* [Excerpted data]:
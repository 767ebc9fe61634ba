//! Trial-credential quota bookkeeping.

/// A monotonically decreasing trial counter. The contract is decrement at
/// most once per successful user-visible operation: the worker calls
/// [`TrialQuota::consume`] once after a request succeeds, never per HTTP
/// attempt, so a fallback call after a primary failure cannot double-count.
#[derive(Debug, Clone, Copy, PartialEq, Eq)]
pub struct TrialQuota {
    pub active: bool,
    pub remaining: u32,
}

impl TrialQuota {
    pub fn new(active: bool, remaining: u32) -> Self {
        Self { active, remaining }
    }

    /// Whether the shared trial credential should be used for the next call.
    pub fn usable(&self) -> bool {
        self.active && self.remaining > 0
    }

    /// Consume one trial use. Returns true when a use was actually consumed;
    /// deactivates the trial when the counter reaches zero.
    pub fn consume(&mut self) -> bool {
        if !self.usable() {
            return false;
        }
        self.remaining -= 1;
        if self.remaining == 0 {
            self.active = false;
        }
        true
    }
}

#[cfg(test)]
mod tests {
    use super::*;

    #[test]
    fn consume_decrements_once() {
        let mut quota = TrialQuota::new(true, 2);
        assert!(quota.consume());
        assert_eq!(quota.remaining, 1);
        assert!(quota.active);
    }

    #[test]
    fn exhaustion_deactivates() {
        let mut quota = TrialQuota::new(true, 1);
        assert!(quota.consume());
        assert_eq!(quota.remaining, 0);
        assert!(!quota.active);
        assert!(!quota.consume());
    }

    #[test]
    fn inactive_trial_never_consumes() {
        let mut quota = TrialQuota::new(false, 10);
        assert!(!quota.usable());
        assert!(!quota.consume());
        assert_eq!(quota.remaining, 10);
    }
}
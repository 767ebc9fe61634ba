//! The interaction controller: pointer events in, session transitions and UI
//! updates out.

use std::rc::Rc;

use gloo_events::{EventListener, EventListenerOptions};
use gloo_timers::callback::Timeout;
use wasm_bindgen::JsCast;
use wasm_bindgen_futures::spawn_local;
use web_sys::Node;
use web_time::Instant;

use inkshift_browser::inkshift_core::{
    DismissDecision, EngineOutcome, RequestToken, ResultView, SelectionSnapshot, SubMenu,
    ToneStyle, TransformRequest, TransformResponse, UiState, DISMISS_RECHECK_MS, ERROR_DISMISS_MS,
    LANGUAGES, SELECTION_SETTLE_MS, TONES, parse_alternatives, tone_label,
};
use inkshift_browser::{chrome, clipboard, dom, selection, ReplacementEngine};

use crate::app::App;
use crate::ui::{self, Ui};

#[derive(Debug, Clone, Copy, PartialEq, Eq)]
enum OperationKind {
    Translate,
    Tone,
    Rewrite,
}

/// Hook the document-level listeners. They live for the page lifetime.
pub fn install(app: &Rc<App>) {
    let Ok(document) = dom::document() else {
        tracing::warn!(target: "inkshift::controller", "no document; not installing");
        return;
    };

    // Capture phase, so host pages that stop propagation cannot starve us.
    let opts = EventListenerOptions::run_in_capture_phase();

    let on_up = app.clone();
    EventListener::new_with_options(&document, "mouseup", opts, move |event| {
        pointer_up(&on_up, event);
    })
    .forget();

    let on_down = app.clone();
    EventListener::new_with_options(&document, "mousedown", opts, move |event| {
        pointer_down(&on_down, event);
    })
    .forget();
}

fn event_node(event: &web_sys::Event) -> Option<Node> {
    event.target()?.dyn_into::<Node>().ok()
}

/// Pointer released: wait for the selection to settle, then capture it.
fn pointer_up(app: &Rc<App>, event: &web_sys::Event) {
    let node = event_node(event);
    if let Some(node) = &node {
        if Ui::is_inside(node) {
            return;
        }
    }
    let app = app.clone();
    Timeout::new(SELECTION_SETTLE_MS as u32, move || {
        spawn_local(async move {
            // Settings can change from the popup at any time; re-read them
            // on each gesture.
            let settings = chrome::load_settings().await;
            *app.settings.borrow_mut() = settings.clone();
            if !settings.extension_enabled {
                return;
            }
            settled_capture(&app, node.as_ref());
        });
    })
    .forget();
}

fn settled_capture(app: &Rc<App>, node: Option<&Node>) {
    let captured = match selection::capture(&app.host, node) {
        Ok(Some(captured)) => captured,
        // Selection collapsed: tear down anything still showing. The event
        // target was already vetted as outside our UI.
        Ok(None) => {
            if app.session.borrow().state() != UiState::Idle {
                app.dismiss_all();
            }
            return;
        }
        // A throwing range read means the selection died mid-capture.
        Err(e) => {
            tracing::debug!(target: "inkshift::controller", error = %e, "capture aborted");
            return;
        }
    };

    let Some(snapshot) = SelectionSnapshot::new(&captured.text, captured.target.clone()) else {
        return;
    };
    let anchor = captured.range.get_bounding_client_rect();

    app.session.borrow_mut().capture(snapshot);
    *app.captured.borrow_mut() = Some(captured);

    let on_activate = app.clone();
    app.ui.borrow_mut().show_icon(
        anchor,
        Rc::new(move || open_menu(&on_activate)),
    );
}

/// Pointer pressed: the dismissal rule. Clicks on our UI arm the guard
/// window; outside clicks tear down only after the deferred re-check.
fn pointer_down(app: &Rc<App>, event: &web_sys::Event) {
    let Some(node) = event_node(event) else {
        return;
    };
    if Ui::is_inside(&node) {
        app.session.borrow_mut().note_ui_pointer(Instant::now());
        return;
    }
    match app.session.borrow().dismissal(Instant::now(), false) {
        DismissDecision::Ignore => {}
        DismissDecision::RecheckAfterDelay => {
            let app = app.clone();
            Timeout::new(DISMISS_RECHECK_MS as u32, move || {
                // A competing handler may have noted a UI pointer since.
                let verdict = app.session.borrow().dismissal(Instant::now(), false);
                if verdict == DismissDecision::RecheckAfterDelay {
                    app.dismiss_all();
                }
            })
            .forget();
        }
    }
}

fn open_menu(app: &Rc<App>) {
    if !app.session.borrow_mut().icon_activated() {
        return;
    }
    let translate = app.clone();
    let tone = app.clone();
    let rewrite = app.clone();
    let close = app.clone();
    app.ui.borrow_mut().show_menu(vec![
        (
            "Translate".to_owned(),
            Rc::new(move || open_languages(&translate)) as Rc<dyn Fn()>,
        ),
        (
            "Change tone".to_owned(),
            Rc::new(move || open_tones(&tone)),
        ),
        (
            "Rewrite".to_owned(),
            Rc::new(move || {
                let app = rewrite.clone();
                let request = {
                    let captured = app.captured.borrow();
                    captured.as_ref().map(|c| TransformRequest::Rewrite {
                        text: c.text.clone(),
                    })
                };
                if let Some(request) = request {
                    run_operation(&app, OperationKind::Rewrite, request);
                }
            }),
        ),
        ("Close".to_owned(), {
            let app = close.clone();
            Rc::new(move || app.dismiss_all())
        }),
    ]);
}

fn open_languages(app: &Rc<App>) {
    if !app.session.borrow_mut().open_submenu(SubMenu::Languages) {
        return;
    }
    let items = LANGUAGES
        .iter()
        .map(|(code, label)| {
            let app = app.clone();
            let code = (*code).to_owned();
            (
                (*label).to_owned(),
                Rc::new(move || {
                    let request = {
                        let settings = app.settings.borrow();
                        let captured = app.captured.borrow();
                        captured.as_ref().map(|c| TransformRequest::Translate {
                            text: c.text.clone(),
                            source_lang: settings.source_lang.clone(),
                            target_lang: code.clone(),
                        })
                    };
                    if let Some(request) = request {
                        run_operation(&app, OperationKind::Translate, request);
                    }
                }) as Rc<dyn Fn()>,
            )
        })
        .collect();
    app.ui.borrow_mut().show_submenu(items);
}

fn open_tones(app: &Rc<App>) {
    if !app.session.borrow_mut().open_submenu(SubMenu::Tones) {
        return;
    }
    let items = TONES
        .iter()
        .map(|style| {
            let app = app.clone();
            let style: ToneStyle = *style;
            (
                tone_label(style).to_owned(),
                Rc::new(move || {
                    let request = {
                        let captured = app.captured.borrow();
                        captured.as_ref().map(|c| TransformRequest::Tone {
                            text: c.text.clone(),
                            tone: style.key().to_owned(),
                        })
                    };
                    if let Some(request) = request {
                        run_operation(&app, OperationKind::Tone, request);
                    }
                }) as Rc<dyn Fn()>,
            )
        })
        .collect();
    app.ui.borrow_mut().show_submenu(items);
}

/// Dispatch one backend request and route its reply.
fn run_operation(app: &Rc<App>, kind: OperationKind, request: TransformRequest) {
    let Some(token) = app.session.borrow_mut().begin_request() else {
        return;
    };
    app.ui.borrow_mut().show_result_loading();

    let app = app.clone();
    spawn_local(async move {
        let result = chrome::send_transform(&request)
            .await
            .and_then(TransformResponse::into_result);

        // Anything that happened since the request left (new selection,
        // dismissal, newer request) makes this reply stale.
        if !app.session.borrow().accepts_response(token) {
            tracing::debug!(target: "inkshift::controller", ?kind, "stale reply dropped");
            return;
        }

        match result {
            Ok(text) if kind == OperationKind::Rewrite => show_alternatives(&app, token, &text),
            Ok(text) => apply_result(&app, text).await,
            Err(err) => show_error(&app, token, &err.user_message()),
        }
    });
}

fn show_alternatives(app: &Rc<App>, token: RequestToken, raw: &str) {
    let alternatives = parse_alternatives(raw);
    if alternatives.is_empty() {
        // Same auto-dismissing error panel as any backend failure.
        show_error(app, token, "No suggestions came back.");
        return;
    }
    app.session
        .borrow_mut()
        .show_result(ResultView::Alternatives);
    let picker = app.clone();
    app.ui.borrow_mut().show_result_alternatives(
        &alternatives,
        Rc::new(move |choice: String| {
            let app = picker.clone();
            spawn_local(async move {
                apply_result(&app, choice).await;
            });
        }),
    );
}

/// Run the replacement engine on the saved selection. Success and the
/// clipboard floor both close the interaction; only a total failure keeps
/// the panel up, showing the text with a copy button.
async fn apply_result(app: &Rc<App>, text: String) {
    let Some(captured) = app.captured.borrow().clone() else {
        app.dismiss_all();
        return;
    };

    let outcome = ReplacementEngine::new(&app.host)
        .replace(&captured, &text)
        .await;
    if outcome.replaced_in_place() {
        ui::toast("Replaced");
        app.dismiss_all();
        return;
    }
    match outcome {
        EngineOutcome::CopiedToClipboard => {
            ui::toast("Copied to clipboard, press Ctrl+V to paste");
            app.dismiss_all();
        }
        _ => {
            app.session.borrow_mut().show_result(ResultView::Single);
            let copy_text = text.clone();
            app.ui.borrow_mut().show_result_single(
                &text,
                Rc::new(move || {
                    clipboard::write_text_detached(copy_text.clone());
                    ui::toast("Copied");
                }),
            );
        }
    }
}

fn show_error(app: &Rc<App>, token: RequestToken, message: &str) {
    app.session.borrow_mut().show_result(ResultView::Error);
    app.ui.borrow_mut().show_result_error(message);

    let app = app.clone();
    Timeout::new(ERROR_DISMISS_MS as u32, move || {
        // Only auto-dismiss the error this timer was armed for.
        let still_current = app.session.borrow().accepts_response(token)
            && app.session.borrow().state() == UiState::ResultShown(ResultView::Error);
        if still_current {
            app.dismiss_all();
        }
    })
    .forget();
}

* [What needs to be done]:
Exactly as they appear above, output the lines of the data from the first through the one that contains "failure cannot double-count.", and only those lines.

* [Answer area]:
repository 767ebc9fe61634ba
//! Trial-credential quota bookkeeping.

/// A monotonically decreasing trial counter. The contract is decrement at
/// most once per successful user-visible operation: the worker calls
/// [`TrialQuota::consume`] once after a request succeeds, never per HTTP
/// attempt, so a fallback call after a primary failure cannot double-count.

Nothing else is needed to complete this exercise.